Athletic man performs forward lunge yoga pose outdoors

What is Somatics?

‘Soma’ is a Greek word for ‘the living body known from within’. Somatic work is an experiential approach towards mindbody integration. Trauma and all of the symptoms resulting from it, create pain, overwhelm, and coping responses. Trauma can cause us to not feel at home in our body and can create the feeling that there is a split within ourselves.

Somatic work can help:

  • Restore the body as a safe place to be

  • Expand our capacity to process body (preverbal and nonverbal) memory

  • Metabolize unprocessed emotions

  • Bring incomplete stress responses to completion

  • Restore trust in our relationship to self and the world around us

Somatic work offers techniques for individuals to sense and regulate their body and states of being. For example, building internal and external resources to connect to in times of overwhelm, building trusting and co-regulating relationships, learning to observe what is happening internally with compassion, processed unprocessed trauma, being invited deeper into feeling and sensing the body.

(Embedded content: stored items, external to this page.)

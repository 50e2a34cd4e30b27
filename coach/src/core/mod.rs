//! Pure, deterministic session logic.
//!
//! Nothing in this module performs I/O. Phase derivation is a pure function
//! of [`state::SessionState`], which makes every routing decision
//! reproducible from durable state alone.

pub mod event;
pub mod phase;
pub mod state;
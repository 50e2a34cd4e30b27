//! Test-only scripted collaborators.
//!
//! Scripted fakes stand in for the model and search backends so router and
//! agent behavior can be exercised without network access.

use std::cell::RefCell;
use std::collections::VecDeque;

use anyhow::{Result, anyhow};
use serde_json::Value;

use crate::io::model::{GenerateRequest, ModelClient, ModelReply, ReplyPart};
use crate::io::search::{SearchHit, SearchProvider};

/// Model client that returns a fixed sequence of replies and records every
/// request it receives.
pub struct ScriptedModel {
    replies: RefCell<VecDeque<ModelReply>>,
    requests: RefCell<Vec<GenerateRequest>>,
}

impl ScriptedModel {
    pub fn new(replies: Vec<ModelReply>) -> Self {
        Self {
            replies: RefCell::new(replies.into()),
            requests: RefCell::new(Vec::new()),
        }
    }

    /// All requests seen so far, in call order.
    pub fn requests(&self) -> Vec<GenerateRequest> {
        self.requests.borrow().clone()
    }
}

impl ModelClient for ScriptedModel {
    fn generate(&self, request: &GenerateRequest) -> Result<ModelReply> {
        self.requests.borrow_mut().push(request.clone());
        self.replies
            .borrow_mut()
            .pop_front()
            .ok_or_else(|| anyhow!("scripted model exhausted"))
    }
}

/// Reply containing a single text part.
pub fn text_reply(text: &str) -> ModelReply {
    ModelReply {
        parts: vec![ReplyPart::Text(text.to_string())],
    }
}

/// Reply with no parts at all, as a model may legally return.
pub fn empty_reply() -> ModelReply {
    ModelReply { parts: Vec::new() }
}

/// Reply containing a single tool call.
pub fn tool_call_reply(name: &str, args: Value) -> ModelReply {
    ModelReply {
        parts: vec![ReplyPart::ToolCall {
            name: name.to_string(),
            args,
        }],
    }
}

/// Search provider that returns the same hits for every query.
pub struct ScriptedSearch {
    hits: Vec<SearchHit>,
}

impl ScriptedSearch {
    pub fn with_hits(hits: Vec<SearchHit>) -> Self {
        Self { hits }
    }
}

impl SearchProvider for ScriptedSearch {
    fn search(&self, _query: &str, result_count: usize) -> Result<Vec<SearchHit>> {
        Ok(self.hits.iter().take(result_count).cloned().collect())
    }
}

/// Search provider that always fails, for degraded-path tests.
pub struct FailingSearch;

impl SearchProvider for FailingSearch {
    fn search(&self, _query: &str, _result_count: usize) -> Result<Vec<SearchHit>> {
        Err(anyhow!("search provider unavailable"))
    }
}

/// Deterministic hits for seeding scripted searches.
pub fn sample_hits(count: usize) -> Vec<SearchHit> {
    (0..count)
        .map(|i| SearchHit {
            title: format!("result {i}"),
            description: format!("description {i}"),
            url: format!("https://example.org/{i}"),
        })
        .collect()
}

Somatic techniques often help unwind trauma and restore wholeness and well-being.

Mature woman meditating peacefully outdoors

What is Trauma?

In somatic work, we define trauma not as the event itself, but rather as an overwhelm to our body-mind’s capacity to adapt, thrive, and flourish.

Trauma can occur when:

  • There is too much too soon

  • There is too much for too long

  • There is not enough for too long

  • Power, choice and agency have been taken away from a person or collective

  • Stress outweighs the tools and resources available to navigate them

  • When our primal protective instincts, intuitions, and responses are thwarted

  • There is not enough time, space, or permission to heal

The symptoms of trauma may occur immediately or emerge over time from the compounding stress and challenges of processing and adapting to the experiences of life. Symptoms of trauma emerge as the body and mind attempt to cope with and resolve the stressors.Trauma can lead to feelings of powerlessness, helplessness, and groundlessness. It interferes with our ability to feel real in body and mind, it disrupts our very sense of existence, and takes us away from the present moment.

In Somatic work, symptoms are the gateway to healing trauma, and sensations are the language of the body. Through listening to the messages and wisdom of the body, we can find many answers.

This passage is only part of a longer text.